Job Loss, Care Cost Replace Virus Fears

The COVID-19 shutdown has caused job losses totaling more than 40 million overall, leaving more workers uninsured–preventing them from seeing doctors, and potentially raising the cost of healthcare for everyone. In a column dated March 20, 2020, employment-discrimination expert and Forbes contributor Patricia Barnes, Esq., noted, “Even before the appearance of the coronavirus, a study by the Federal Reserve found that one-fourth of American adults skipped necessary medical care in 2018 because they were unable to afford the cost.”

A New York Times article published June 16 shed more light on how rising unemployment and the cost of care have begun to replace coronavirus fears in preventing people from seeking needed care. Writer Reed Abelson spoke with a cancer specialist in Jacksonville, Fla., whose patient was laid off while undergoing chemotherapy for metastatic cancer. The patient planned to stop treatments while he decided what to do when his health insurance coverage ended in a month. “The twin risks in this crisis—potential infection and the cost of medical care—have become daunting realities for the millions of workers who were furloughed, laid off or caught in the economic downturn,” Abelson observed.

Delay Death Toll Could Rival COVID-19 Cost

In an opinion piece published June 6 in The New York Times, the chief executives of the Cleveland Clinic and the Mayo Clinic suggested that the number of Americans who died from illnesses other than COVID-19 because they avoided care during the pandemic could approach the virus’ death toll, which has surpassed 120,000 to date.

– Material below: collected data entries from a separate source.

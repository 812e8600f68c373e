pub mod display;
pub mod visit;

use std::fmt::{self, Display, Formatter};

use crate::{collections::List, span::Origin};

/// Everything declared in one source file, in source order.
#[derive(Debug, Clone, Default, PartialEq)]
pub struct TranslationUnit {
    pub structs: List<StructDeclaration>,
    pub functions: List<FunctionDeclaration>,
}

#[derive(Debug, Clone, PartialEq)]
pub struct StructDeclaration {
    pub name: Box<str>,
    pub members: List<StructMember>,
    pub origin: Origin,
}

#[derive(Debug, Clone, PartialEq, Eq)]
pub struct StructMember {
    pub ty: Box<str>,
    pub name: Box<str>,
}

#[derive(Debug, Clone, PartialEq)]
pub struct FunctionDeclaration {
    pub return_type: Box<str>,
    pub name: Box<str>,
    pub parameters: List<Parameter>,
    pub body: StatementTree,
    pub origin: Origin,
}

impl FunctionDeclaration {
    pub fn root(&self) -> &Statement {
        self.body.get(self.body.root())
    }
}

#[derive(Debug, Clone, PartialEq, Eq)]
pub struct Parameter {
    pub ty: Box<str>,
    pub name: Box<str>,
    /// TYPE node in the function's [`StatementTree`] owning a single NAME child.
    pub node: StmtId,
}

#[derive(Debug, Clone, Copy, PartialEq, Eq, Hash, PartialOrd, Ord)]
pub struct StmtId(pub u32);

#[derive(Debug, Clone, Copy, PartialEq, Eq, Hash)]
pub enum StatementKind {
    Add,
    Sub,
    Mult,
    Div,
    Mod,
    Exp,
    BitAnd,
    BoolAnd,
    BitOr,
    BoolOr,
    BitXor,
    BoolXor,
    BitNot,
    BoolNot,
    Greater,
    Less,
    GreaterEqual,
    LessEqual,
    Equal,
    NotEqual,
    ShiftLeft,
    ShiftRight,
    BitShiftRight,
    Assign,
    Init,
    Member,
    GetRef,
    Deref,
    Index,
    Return,
    Break,
    Continue,
    FuncCall,
    StackInit,
    HeapInit,
    If,
    Else,
    ElseIf,
    While,
    For,
    Foreach,
    Block,
    Type,
    Name,
    Root,
    String,
    Char,
    Num,
    True,
    False,
}

impl StatementKind {
    pub fn is_operator(&self) -> bool {
        use StatementKind as K;
        matches!(
            self,
            K::Add
                | K::Sub
                | K::Mult
                | K::Div
                | K::Mod
                | K::Exp
                | K::BitAnd
                | K::BoolAnd
                | K::BitOr
                | K::BoolOr
                | K::BitXor
                | K::BoolXor
                | K::BitNot
                | K::BoolNot
                | K::Greater
                | K::Less
                | K::GreaterEqual
                | K::LessEqual
                | K::Equal
                | K::NotEqual
                | K::ShiftLeft
                | K::ShiftRight
                | K::BitShiftRight
                | K::Assign
                | K::Init
                | K::Member
                | K::GetRef
                | K::Deref
                | K::Index
        )
    }

    pub fn is_literal(&self) -> bool {
        use StatementKind as K;
        matches!(self, K::String | K::Char | K::Num | K::True | K::False)
    }
}

impl Display for StatementKind {
    fn fmt(&self, f: &mut Formatter<'_>) -> fmt::Result {
        use StatementKind as K;
        let label = match self {
            K::Return => "RETURN",
            K::Break => "BREAK",
            K::Continue => "CONTINUE",
            K::FuncCall => "CALL",
            K::StackInit => "STACK_INIT",
            K::HeapInit => "HEAP_INIT",
            K::If => "IF",
            K::Else => "ELSE",
            K::ElseIf => "ELSEIF",
            K::While => "WHILE",
            K::For => "FOR",
            K::Foreach => "FOREACH",
            K::Block => "BLOCK",
            K::Type => "TYPE",
            K::Name => "NAME",
            K::Root => "ROOT",
            K::String => "STRING",
            K::Char => "CHAR",
            K::Num => "NUM",
            K::True => "TRUE",
            K::False => "FALSE",
            _ => "OP",
        };
        write!(f, "{label}")
    }
}

#[derive(Debug, Clone, PartialEq)]
pub struct Statement {
    pub kind: StatementKind,
    pub data: Box<str>,
    parent: Option<StmtId>,
    children: List<StmtId>,
}

impl Statement {
    pub fn parent(&self) -> Option<StmtId> {
        self.parent
    }

    pub fn children(&self) -> &List<StmtId> {
        &self.children
    }
}

/// Arena holding every statement node of one function.
///
/// The body hangs off [`StatementTree::root`]. Parameter TYPE nodes live in
/// the same arena without a parent; they are owned by the function's
/// parameter list instead.
#[derive(Debug, Clone, PartialEq)]
pub struct StatementTree {
    nodes: Vec<Statement>,
    root: StmtId,
}

impl StatementTree {
    pub fn new() -> Self {
        let mut tree = Self {
            nodes: Vec::new(),
            root: StmtId(0),
        };
        tree.root = tree.push(StatementKind::Root, "", None);
        tree
    }

    pub fn root(&self) -> StmtId {
        self.root
    }

    pub fn len(&self) -> usize {
        self.nodes.len()
    }

    pub fn is_empty(&self) -> bool {
        self.nodes.is_empty()
    }

    pub fn get(&self, id: StmtId) -> &Statement {
        &self.nodes[id.0 as usize]
    }

    pub fn get_mut(&mut self, id: StmtId) -> &mut Statement {
        &mut self.nodes[id.0 as usize]
    }

    /// Adds a node, appending it to `parent`'s children when given.
    pub fn push(
        &mut self,
        kind: StatementKind,
        data: impl Into<Box<str>>,
        parent: Option<StmtId>,
    ) -> StmtId {
        let id = StmtId(self.nodes.len() as u32);
        self.nodes.push(Statement {
            kind,
            data: data.into(),
            parent,
            children: List::new(),
        });
        if let Some(parent) = parent {
            self.get_mut(parent).children.add_last(id);
        }
        id
    }

    pub fn parent(&self, id: StmtId) -> Option<StmtId> {
        self.get(id).parent
    }

    pub fn children(&self, id: StmtId) -> impl Iterator<Item = StmtId> + '_ {
        self.get(id).children.iter().copied()
    }

    /// Length of the longest chain of BLOCK nodes below `id`.
    pub fn block_depth(&self, id: StmtId) -> usize {
        self.children(id)
            .filter(|&child| self.get(child).kind == StatementKind::Block)
            .map(|child| 1 + self.block_depth(child))
            .max()
            .unwrap_or(0)
    }
}

impl Default for StatementTree {
    fn default() -> Self {
        Self::new()
    }
}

“Across the country, we have seen sizable decreases in new cancer diagnoses (45 percent) and reports of heart attacks (38 percent) and strokes (30 percent),” Drs.Tomislav Mihaljevic and Gianrico Farrugia wrote. “Visits to hospital emergency departments are down by as much as 40 percent, but measures of how sick emergency department patients are have risen by 20 percent, according to a Mayo Clinic study, suggesting how harmful the delay can be. Meanwhile, non-COVID-19 out-of-hospital deaths have increased, while in-hospital mortality has declined.”

The physician-executives highlighted government shelter-in-place orders, fears of contracting the coronavirus, and job (and health insurance) loss as understandable reasons patients have stayed home.

“Unfortunately, we’ve witnessed grievous outcomes as a result of these delays,” Mihalijevic and Farrugia said. To illustrate they cited a middle-aged patient who died of a bowel obstruction after waiting five days for emergency care, and a young woman who died of undiagnosed leukemia after delaying care for weeks. “Both deaths were preventable,” the physicians noted.